El fuego está al mínimo. La cebolla no debe dorarse, el arroz se nacara hasta quedar transparente, no conviene que se tueste.
Enciendo el fuego para que el caldo del estofado recupere una ligera ebullición.
El ritual del risotto es fantástico. Fuego bajo, cucharón de madera, caldo caliente. Voy meneando sin sobresaltos. Me gustaría que el risotto dejara el aroma del vermut, de los cominos… Dudo con el queso. Tengo un pecorino trufado, pero la trufa puede tomar el mando del guiso. Descarto el pecorino y voy a un grana padano curado. Pero todavía queda tiempo.
Cucharada a cucharada el arroz va absorbiendo el caldo, sin perder el color rojizo. Cuando el grano de arroz está en su punto, dejando una leve resistencia, una minúscula perla central, apago el fuego. Utilicé 250 gramos de grana padano curado y rallado. Lo incorporé en varias veces al guiso, ya meloso. Tapé durante dos minutos. Luego pasé el arroz a una bandeja. Sobre la colina de arroz dejé las piezas de conejo y fui corriendo a la mesa.
Terminaremos de comer antes de que se inicie la carrera. He comprado una coca de Llavaneras (hojaldre, crema pastelera y piñones). Puede que abra una buena botella de vino, aunque sea para tomar una sola copa.
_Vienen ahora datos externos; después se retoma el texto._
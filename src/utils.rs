/// Utility functions for aggregation and formatting
use time::{format_description, OffsetDateTime};
use uuid::Uuid;

use crate::models::{Metric, Reading};

/// Render the last successful sync time for the dashboard header
///
/// Shown as DD.MM.YYYY - HH:MM:SS; an unformattable time prints in the
/// `time` crate's own representation instead.
pub fn format_datetime(dt: &OffsetDateTime) -> String {
    match format_description::parse("[day].[month].[year] - [hour]:[minute]:[second]") {
        Ok(format) => dt.format(&format).unwrap_or_else(|_| dt.to_string()),
        Err(_) => dt.to_string(),
    }
}

/// Format a value as fixed-point with exactly two decimals
///
/// Rounds half away from zero and never produces "-0.00".
pub fn format_two_decimals(value: f64) -> String {
    // past 1e15 an f64 has no fractional digits left to round, and
    // scaling by 100 could overflow to infinity
    if value.abs() >= 1e15 {
        return format!("{:.2}", value);
    }
    let rounded = (value * 100.0).round() / 100.0;
    let rounded = if rounded == 0.0 { 0.0 } else { rounded };
    format!("{:.2}", rounded)
}

/// Generate an id for a locally created reading
pub fn new_reading_id() -> String {
    Uuid::new_v4().to_string()
}

/// Average and maximum of one metric over a reading set
#[derive(Debug, Clone, Copy, PartialEq)]
pub struct MetricSummary {
    pub metric: Metric,
    pub average: f64,
    pub max: f64,
}

impl MetricSummary {
    pub fn average_display(&self) -> String {
        format_two_decimals(self.average)
    }

    pub fn max_display(&self) -> String {
        format_two_decimals(self.max)
    }
}

/// Aggregates over the whole current reading set
#[derive(Debug, Clone, PartialEq)]
pub struct ReadingSummary {
    pub metrics: [MetricSummary; 5],
    pub anomaly_count: usize,
    pub samples: usize,
}

impl ReadingSummary {
    pub fn metric(&self, metric: Metric) -> &MetricSummary {
        // laid out in Metric::ALL order, which matches the discriminants
        &self.metrics[metric as usize]
    }

    pub fn average(&self, metric: Metric) -> String {
        self.metric(metric).average_display()
    }

    pub fn max(&self, metric: Metric) -> String {
        self.metric(metric).max_display()
    }
}

/// Calculate per-metric averages, maxima and the anomaly count
///
/// Single pass over the readings. Averages accumulate `value / n` so sets of
/// very large readings cannot overflow. An empty set yields zero for every
/// statistic instead of dividing by zero.
///
/// # Arguments
/// * `readings` - The current reading set, in any order
///
/// # Returns
/// ReadingSummary with one MetricSummary per metric in display order
pub fn calculate_summary(readings: &[Reading]) -> ReadingSummary {
    let count = readings.len();
    let mut means = [0.0_f64; 5];
    let mut maxima = [f64::NEG_INFINITY; 5];
    let mut anomaly_count = 0;

    for reading in readings {
        for (i, metric) in Metric::ALL.iter().enumerate() {
            let value = metric.value(reading);
            means[i] += value / count as f64;
            maxima[i] = maxima[i].max(value);
        }
        if reading.is_anomaly() {
            anomaly_count += 1;
        }
    }

    let metrics = std::array::from_fn(|i| {
        let metric = Metric::ALL[i];
        if count == 0 {
            MetricSummary {
                metric,
                average: 0.0,
                max: 0.0,
            }
        } else {
            MetricSummary {
                metric,
                average: means[i],
                max: maxima[i],
            }
        }
    });

    ReadingSummary {
        metrics,
        anomaly_count,
        samples: count,
    }
}
pub mod client;
pub mod payload;

use thiserror::Error;

use crate::models::{Reading, ReadingInput};

pub use client::HttpGateway;
pub use payload::coerce_readings;

/// Failure of a call to the collection service
#[derive(Debug, Clone, PartialEq, Eq, Error)]
pub enum GatewayError {
    /// The service answered with a non-2xx status
    #[error("HTTP error! status: {status}")]
    Http { status: u16 },
    /// The request never completed or the body could not be read
    #[error("{message}")]
    Transport { message: String },
}

/// The two operations the collection service supports.
///
/// Implemented over HTTP by [`HttpGateway`]; tests substitute in-memory fakes.
#[allow(async_fn_in_trait)]
pub trait SensorGateway {
    /// Retrieve every reading the service currently holds
    async fn fetch_all(&self) -> Result<Vec<Reading>, GatewayError>;

    /// Submit one unclassified reading, returning it with its assigned id
    async fn submit_one(&self, candidate: ReadingInput) -> Result<Reading, GatewayError>;
}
Si todo va bien, Ferrari caerá humillada en su propia casa por dos conductores españoles que, en su día fueron despreciados por el Cavallino Rampante. Una vez se consume la venganza, me reconciliaré con Ferrari y su aura, pero hoy el Riso Rosso lo cocino para disfrutar de esa fracción de segundo en la que descubres algo que te conduce a la felicidad.